In the original scientific literature, the presentation of Dendral is correct. The Brown & Masinter papers describe the mathematical basis of graph labelling algorithms. Nourse’s papers discuss the data structures and algorithms required for the computerized representation and manipulation of molecular stereochemistry. The Carhart & Smith papers on Congen and Genoa describe the algorithms, and provide worked examples that illustrate how such programs might be used to assist in the solution of a structural problem. The various papers on spectral prediction note any inherent biases of a prediction model, and review problems associated with the employment of empirically predicted spectra as aids for focussing on a likely candidate structure. This scientific work has great merit, irrespective of any implementation the algorithms and use (or neglect) of the programs. The work can be assessed by others in the appropriate peer-group of computational chemistry. However, it is not the scientific papers that are read.
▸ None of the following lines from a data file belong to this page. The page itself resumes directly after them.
//! Config loading for the frontend

use std::path::Path;

use anyhow::{Context, Result};
use romhub_core::config::{self, Config};

/// Load the config from `path`, or from the platform config dir when `None`.
///
/// An explicit path must exist and parse; the default location silently
/// falls back to defaults. Validation warnings are logged either way.
pub fn load_config(path: Option<&Path>) -> Result<Config> {
    let config = match path {
        Some(path) => config::load_from(path)
            .with_context(|| format!("Failed to load config from {}", path.display()))?,
        None => config::load(),
    };

    for warning in config::validate(&config) {
        tracing::warn!("Config: {}", warning);
    }

    Ok(config)
}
Most people learn of Dendral through the AI literature. A standard text on building expert systems informs its readers that Dendral has caused a redefinition of the roles of humans and machines in chemical research; in the IEEE Expert journal, a member of the Stanford laboratory reports that Dendral (“based on a core AI concept, the use of heuristics”) is one of the most successful AI programs ever and can be found in many organic chemistry laboratories. In their textbooks, computing science undergraduates learn of Dendral as a practical AI tool in use in chemistry. I am concerned by these presentations of the Dendral project. Professors Buchanan, Feigenbaum and Lederberg do not share my concern. It appears that they cannot perceive any grounds for concern.